╭─ Data to examine

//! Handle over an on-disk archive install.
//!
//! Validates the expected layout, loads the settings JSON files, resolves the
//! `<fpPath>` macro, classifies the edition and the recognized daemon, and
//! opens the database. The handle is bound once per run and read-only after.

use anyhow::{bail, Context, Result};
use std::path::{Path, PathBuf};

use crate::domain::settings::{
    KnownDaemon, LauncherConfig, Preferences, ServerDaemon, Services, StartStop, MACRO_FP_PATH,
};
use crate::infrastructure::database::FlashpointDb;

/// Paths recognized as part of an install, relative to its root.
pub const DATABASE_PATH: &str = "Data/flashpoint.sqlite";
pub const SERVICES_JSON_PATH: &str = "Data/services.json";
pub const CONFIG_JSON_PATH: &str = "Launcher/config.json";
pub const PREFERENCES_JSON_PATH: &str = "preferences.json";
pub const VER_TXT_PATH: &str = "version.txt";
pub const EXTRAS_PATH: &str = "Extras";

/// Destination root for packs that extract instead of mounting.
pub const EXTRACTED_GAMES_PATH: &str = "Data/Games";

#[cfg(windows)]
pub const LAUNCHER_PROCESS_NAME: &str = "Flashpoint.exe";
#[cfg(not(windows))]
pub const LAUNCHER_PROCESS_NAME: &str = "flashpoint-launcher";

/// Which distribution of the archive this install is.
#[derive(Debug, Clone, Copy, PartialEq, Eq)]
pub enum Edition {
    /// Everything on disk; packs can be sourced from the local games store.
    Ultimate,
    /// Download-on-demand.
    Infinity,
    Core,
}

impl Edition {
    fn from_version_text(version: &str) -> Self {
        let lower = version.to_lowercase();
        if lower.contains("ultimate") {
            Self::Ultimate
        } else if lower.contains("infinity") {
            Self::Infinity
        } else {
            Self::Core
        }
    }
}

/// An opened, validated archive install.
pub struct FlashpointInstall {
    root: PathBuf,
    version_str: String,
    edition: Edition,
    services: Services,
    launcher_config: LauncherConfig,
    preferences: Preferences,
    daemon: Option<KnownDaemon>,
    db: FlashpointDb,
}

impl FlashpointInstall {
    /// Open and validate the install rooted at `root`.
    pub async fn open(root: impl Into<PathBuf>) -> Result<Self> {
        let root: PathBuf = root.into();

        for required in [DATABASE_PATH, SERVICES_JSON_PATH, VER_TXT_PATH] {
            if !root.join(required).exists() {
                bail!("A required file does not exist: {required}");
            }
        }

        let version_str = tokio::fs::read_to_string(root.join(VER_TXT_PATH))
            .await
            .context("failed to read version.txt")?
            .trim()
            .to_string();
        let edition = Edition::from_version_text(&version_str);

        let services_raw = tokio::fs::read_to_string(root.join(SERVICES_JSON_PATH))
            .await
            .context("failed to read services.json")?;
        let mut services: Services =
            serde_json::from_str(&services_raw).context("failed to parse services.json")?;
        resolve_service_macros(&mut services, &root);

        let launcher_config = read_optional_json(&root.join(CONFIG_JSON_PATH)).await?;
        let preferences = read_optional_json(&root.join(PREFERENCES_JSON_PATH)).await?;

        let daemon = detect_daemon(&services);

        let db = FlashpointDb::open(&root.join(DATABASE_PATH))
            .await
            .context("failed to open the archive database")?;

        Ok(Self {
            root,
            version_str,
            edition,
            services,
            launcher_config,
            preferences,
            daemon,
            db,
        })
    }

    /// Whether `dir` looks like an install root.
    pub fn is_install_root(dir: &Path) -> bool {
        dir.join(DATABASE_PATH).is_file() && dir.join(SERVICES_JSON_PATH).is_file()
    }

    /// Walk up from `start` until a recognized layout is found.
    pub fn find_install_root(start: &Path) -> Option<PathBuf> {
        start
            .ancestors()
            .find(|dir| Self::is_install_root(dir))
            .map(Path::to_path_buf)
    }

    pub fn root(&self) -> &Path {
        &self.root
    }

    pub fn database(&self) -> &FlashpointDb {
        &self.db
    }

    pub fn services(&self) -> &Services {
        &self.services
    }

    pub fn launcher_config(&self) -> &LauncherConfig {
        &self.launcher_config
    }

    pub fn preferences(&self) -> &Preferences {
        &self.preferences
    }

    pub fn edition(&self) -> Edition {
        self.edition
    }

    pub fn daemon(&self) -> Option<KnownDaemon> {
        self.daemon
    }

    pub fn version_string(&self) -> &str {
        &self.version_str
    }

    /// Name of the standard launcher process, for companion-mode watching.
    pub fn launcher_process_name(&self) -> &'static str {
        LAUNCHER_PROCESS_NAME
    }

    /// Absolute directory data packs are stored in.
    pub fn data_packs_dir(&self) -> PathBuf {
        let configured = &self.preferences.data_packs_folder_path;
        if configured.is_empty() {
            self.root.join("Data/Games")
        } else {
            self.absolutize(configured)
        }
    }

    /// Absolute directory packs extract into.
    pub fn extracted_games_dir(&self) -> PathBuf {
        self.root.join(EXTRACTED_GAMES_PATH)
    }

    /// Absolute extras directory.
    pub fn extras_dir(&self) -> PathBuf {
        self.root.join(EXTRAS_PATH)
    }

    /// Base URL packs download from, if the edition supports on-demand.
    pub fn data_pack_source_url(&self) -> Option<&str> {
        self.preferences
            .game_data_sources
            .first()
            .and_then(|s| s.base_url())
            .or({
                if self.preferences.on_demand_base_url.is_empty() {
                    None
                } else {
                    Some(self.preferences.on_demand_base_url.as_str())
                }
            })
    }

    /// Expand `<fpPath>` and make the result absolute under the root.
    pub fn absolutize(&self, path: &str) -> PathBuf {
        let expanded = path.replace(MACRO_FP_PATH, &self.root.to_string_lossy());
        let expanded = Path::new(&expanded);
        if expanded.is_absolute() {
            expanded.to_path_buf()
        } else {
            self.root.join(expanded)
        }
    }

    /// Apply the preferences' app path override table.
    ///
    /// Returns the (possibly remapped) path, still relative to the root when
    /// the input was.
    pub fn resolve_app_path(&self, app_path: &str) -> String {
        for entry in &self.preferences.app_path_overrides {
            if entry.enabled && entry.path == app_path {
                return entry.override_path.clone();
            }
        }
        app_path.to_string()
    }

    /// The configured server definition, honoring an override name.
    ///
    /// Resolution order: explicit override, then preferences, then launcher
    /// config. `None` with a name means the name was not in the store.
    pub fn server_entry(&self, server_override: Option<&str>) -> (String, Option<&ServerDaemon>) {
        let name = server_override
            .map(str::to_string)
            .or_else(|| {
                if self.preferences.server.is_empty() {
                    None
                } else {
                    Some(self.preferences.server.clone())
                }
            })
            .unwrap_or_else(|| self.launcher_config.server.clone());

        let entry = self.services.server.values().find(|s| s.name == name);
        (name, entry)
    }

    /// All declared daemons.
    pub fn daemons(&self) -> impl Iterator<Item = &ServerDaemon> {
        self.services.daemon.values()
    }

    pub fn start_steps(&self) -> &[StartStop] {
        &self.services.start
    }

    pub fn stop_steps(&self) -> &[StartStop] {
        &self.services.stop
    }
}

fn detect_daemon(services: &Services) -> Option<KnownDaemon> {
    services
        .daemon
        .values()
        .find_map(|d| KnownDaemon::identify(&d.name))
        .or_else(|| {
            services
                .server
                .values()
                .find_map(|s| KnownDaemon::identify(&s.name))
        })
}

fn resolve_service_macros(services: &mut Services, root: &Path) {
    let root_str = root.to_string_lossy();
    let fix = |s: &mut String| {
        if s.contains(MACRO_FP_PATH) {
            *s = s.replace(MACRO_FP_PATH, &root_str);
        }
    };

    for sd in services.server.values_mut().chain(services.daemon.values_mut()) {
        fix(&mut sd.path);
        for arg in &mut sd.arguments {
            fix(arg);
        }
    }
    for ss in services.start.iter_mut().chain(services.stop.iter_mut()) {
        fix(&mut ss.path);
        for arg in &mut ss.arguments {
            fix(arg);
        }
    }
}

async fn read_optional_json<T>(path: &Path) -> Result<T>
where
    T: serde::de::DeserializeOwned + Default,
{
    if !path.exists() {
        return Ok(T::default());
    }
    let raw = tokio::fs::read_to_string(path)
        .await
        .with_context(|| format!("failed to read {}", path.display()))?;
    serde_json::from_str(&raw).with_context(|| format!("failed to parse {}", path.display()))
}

╰─

▶ [The task]: Extract from the listing above the lines between the line containing "let expanded = Path::new(&expanded);" and the line containing "pub fn resolve_app_path(&self, app_path: &str)", keeping both of those lines. Output nothing else.

▶ [Response for this exercise]:
        let expanded = Path::new(&expanded);
        if expanded.is_absolute() {
            expanded.to_path_buf()
        } else {
            self.root.join(expanded)
        }
    }

    /// Apply the preferences' app path override table.
    ///
    /// Returns the (possibly remapped) path, still relative to the root when
    /// the input was.
    pub fn resolve_app_path(&self, app_path: &str) -> String {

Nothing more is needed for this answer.